[Collected data entries]
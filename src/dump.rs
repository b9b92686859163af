//! Human-readable, non-mutating dumps of the arena's structure.
//!
//! Mirrors the original's `lr_dump` / `lr_debug_structure_*` diagnostics:
//! useful at a debugger prompt or in a failing test's output, never
//! consulted by the core's own logic.

use crate::arena::Arena;
use crate::cell::NIL;
use std::fmt::Write as _;

/// Renders the arena's occupancy summary and every live owner's sub-list
/// contents, head to tail.
pub(crate) fn dump(arena: &Arena) -> String {
    let mut out = String::new();
    let _ = writeln!(
        out,
        "arena: size={} owners={} data={} free={} available={}",
        arena.capacity(),
        arena.owner_count(),
        arena.data_count(),
        arena.free_count(),
        arena.available()
    );

    for &owner_idx in arena.registry_indices() {
        let (id, head, tail) = arena.owner(owner_idx);
        if head == NIL {
            let _ = writeln!(out, "  owner {id}: (empty)");
            continue;
        }
        let values = arena.owned_values(owner_idx);
        let rendered: Vec<String> = values.iter().map(ToString::to_string).collect();
        let _ = writeln!(
            out,
            "  owner {id}: head={head} tail={tail} [{}]",
            rendered.join(", ")
        );
    }

    out
}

To do - From the line that contains "use std::fmt::Write as _;" through the last line of the records above, copy every line exactly and leave out the rest.

Response to the task -
use std::fmt::Write as _;

/// Renders the arena's occupancy summary and every live owner's sub-list
/// contents, head to tail.
pub(crate) fn dump(arena: &Arena) -> String {
    let mut out = String::new();
    let _ = writeln!(
        out,
        "arena: size={} owners={} data={} free={} available={}",
        arena.capacity(),
        arena.owner_count(),
        arena.data_count(),
        arena.free_count(),
        arena.available()
    );

    for &owner_idx in arena.registry_indices() {
        let (id, head, tail) = arena.owner(owner_idx);
        if head == NIL {
            let _ = writeln!(out, "  owner {id}: (empty)");
            continue;
        }
        let values = arena.owned_values(owner_idx);
        let rendered: Vec<String> = values.iter().map(ToString::to_string).collect();
        let _ = writeln!(
            out,
            "  owner {id}: head={head} tail={tail} [{}]",
            rendered.join(", ")
        );
    }

    out
}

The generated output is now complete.